**Exercise**
Print the first line of the records below and every line after it, up to and including the line with "use apalis::cron::CronStream;". Print nothing else.

(Collected data entries)
------------------------------------------------------------
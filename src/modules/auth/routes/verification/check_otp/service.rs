use super::types::{request, response};
use crate::{modules::auth::service::otp, types::Context, utils::phone};
use std::sync::Arc;

pub async fn service(ctx: Arc<Context>, payload: request::Payload) -> response::Response {
    // iOS webviews send the number under `to`, older app revisions under
    // `phone`.
    let raw_to = payload
        .to
        .or(payload.phone)
        .map(|to| to.trim().to_string())
        .unwrap_or_default();
    let code = payload.code.trim().to_string();

    if raw_to.is_empty() || code.is_empty() {
        return Err(response::Error::MissingRecipientOrCode);
    }

    let to = phone::normalize_us_phone(&raw_to)
        .ok_or(response::Error::UnusablePhone(raw_to))?;

    otp::check_verification(&ctx.twilio, &to, &code)
        .await
        .map(|verification| response::Success::Checked {
            valid: verification.status == "approved",
            status: verification.status,
        })
        .map_err(|err| match err {
            otp::Error::Rejected { status, body } => response::Error::Rejected { status, body },
            otp::Error::RequestFailed => response::Error::FailedToCheckVerification,
        })
}
use crate::types::SchedulableJob;
use std::sync::Arc;

use apalis::cron::CronStream;
use apalis::prelude::*;
use apalis::utils::TokioExecutor;

use crate::{modules, types};

pub fn monitor(ctx: Arc<types::Context>) -> apalis::prelude::Monitor<TokioExecutor> {
    let all_jobs: Vec<SchedulableJob> = modules::reminder::job::list(ctx);

    let storage = types::JobStorage::new();
    let mut monitor = apalis::prelude::Monitor::<TokioExecutor>::new();

    for job in all_jobs {
        let job_clone = job.job.clone();
        let worker = WorkerBuilder::new("crate::modules::reminder::job::send_reminders")
            .with_storage(storage.clone())
            .stream(CronStream::new(job.schedule).into_stream())
            .build_fn(move |_j: types::Job| {
                let job_clone = job_clone.clone();
                async move { job_clone().await }
            });
        monitor = monitor.register_with_count(1, worker);
    }

    monitor
}
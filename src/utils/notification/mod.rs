pub mod sms;
use super::service;
use crate::repository::adalo::AdaloStore;
use crate::types::{Context, SchedulableJob};
use crate::utils::notification::sms::TwilioSms;
use std::pin::Pin;
use std::str::FromStr;
use std::sync::Arc;

async fn send_reminders_job(ctx: Arc<Context>) -> Result<(), apalis::prelude::Error> {
    tracing::info!("Running daily reminder sweep");

    let store = AdaloStore::new(ctx.adalo.clone());
    let sms = TwilioSms::new(ctx.twilio.clone());

    match service::run_sweep(&store, &sms, None).await {
        Ok(summary) => tracing::info!(
            "Reminder sweep for {} finished: {} pickup, {} return",
            summary.date,
            summary.pickup_reminders_sent,
            summary.return_reminders_sent
        ),
        Err(err) => tracing::error!("Reminder sweep failed: {:?}", err),
    }

    Ok(())
}

fn setup_send_reminders_job(
    ctx: Arc<Context>,
) -> Arc<
    dyn Fn()
            -> Pin<Box<dyn std::future::Future<Output = Result<(), apalis::prelude::Error>> + Send>>
        + Send
        + Sync,
> {
    Arc::new(move || {
        let ctx = ctx.clone();
        Box::pin(async move { send_reminders_job(ctx).await })
    })
}

pub fn list(ctx: Arc<Context>) -> Vec<SchedulableJob> {
    vec![SchedulableJob {
        // 13:00 UTC, once a day.
        schedule: apalis::cron::Schedule::from_str("0 0 13 * * *")
            .expect("Couldn't create schedule!"),
        job: setup_send_reminders_job(ctx),
    }]
}
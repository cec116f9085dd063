use crate::model::PositionSample;

pub const EARTH_RADIUS_KM: f64 = 6371.0;

/// Great-circle distance between two samples, in km.
pub fn haversine_km(a: &PositionSample, b: &PositionSample) -> f64 {
    let d_lat = (b.latitude - a.latitude).to_radians();
    let d_lon = (b.longitude - a.longitude).to_radians();
    let lat1 = a.latitude.to_radians();
    let lat2 = b.latitude.to_radians();

    let h = (d_lat / 2.0).sin().powi(2) + lat1.cos() * lat2.cos() * (d_lon / 2.0).sin().powi(2);
    // Rounding can push h just past 1 for antipodal points.
    let h = h.clamp(0.0, 1.0);
    let c = 2.0 * h.sqrt().atan2((1.0 - h).sqrt());
    EARTH_RADIUS_KM * c
}

/// Climb between two samples in meters; 0 for descents or missing altitude.
pub fn elevation_gain_m(a: &PositionSample, b: &PositionSample) -> f64 {
    match (a.altitude, b.altitude) {
        (Some(prev), Some(next)) if next > prev => next - prev,
        _ => 0.0,
    }
}
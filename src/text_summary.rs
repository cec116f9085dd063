//! Text summary builder for CLI output.
//!
//! This module computes metrics and formats human-readable lines for text mode.

use crate::format;
use crate::metrics;
use crate::model::{PositionSample, RunRecord};

/// Pre-formatted lines for text output.
pub(crate) struct TextSummary {
    pub lines: Vec<String>,
}

/// Build a text summary from a finished run and its raw samples.
pub(crate) fn build_text_summary(record: &RunRecord, samples: &[PositionSample]) -> TextSummary {
    let mut lines = vec![
        format!("Date:      {}", record.date),
        format!("Distance:  {}", format::format_distance_km(record.distance_km)),
        format!("Time:      {}", format::format_duration_secs(record.duration_sec)),
        format!(
            "Avg pace:  {} /km",
            format::format_pace_sec_per_km(record.avg_pace_sec_per_km)
        ),
        format!("Climb:     {} m", record.elevation_gain_m),
    ];

    let speeds: Vec<f64> = samples.iter().filter_map(|s| s.speed).collect();
    match metrics::compute_metrics(&speeds) {
        Some((mean, median, p25, p75)) => lines.push(format!(
            "Speed:     avg {:.2} med {:.2} p25 {:.2} p75 {:.2} m/s",
            mean, median, p25, p75
        )),
        None => lines.push("Speed:     not enough readings".into()),
    }
    lines.push(format!("Samples:   {}", samples.len()));

    TextSummary { lines }
}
------------------------------------------------------------
**Solution**
filename src/modules/auth/routes/verification/check_otp/service.rs
use super::types::{request, response};
use crate::{modules::auth::service::otp, types::Context, utils::phone};
use std::sync::Arc;

pub async fn service(ctx: Arc<Context>, payload: request::Payload) -> response::Response {
    // iOS webviews send the number under `to`, older app revisions under
    // `phone`.
    let raw_to = payload
        .to
        .or(payload.phone)
        .map(|to| to.trim().to_string())
        .unwrap_or_default();
    let code = payload.code.trim().to_string();

    if raw_to.is_empty() || code.is_empty() {
        return Err(response::Error::MissingRecipientOrCode);
    }

    let to = phone::normalize_us_phone(&raw_to)
        .ok_or(response::Error::UnusablePhone(raw_to))?;

    otp::check_verification(&ctx.twilio, &to, &code)
        .await
        .map(|verification| response::Success::Checked {
            valid: verification.status == "approved",
            status: verification.status,
        })
        .map_err(|err| match err {
            otp::Error::Rejected { status, body } => response::Error::Rejected { status, body },
            otp::Error::RequestFailed => response::Error::FailedToCheckVerification,
        })
}
use crate::types::SchedulableJob;
use std::sync::Arc;

use apalis::cron::CronStream;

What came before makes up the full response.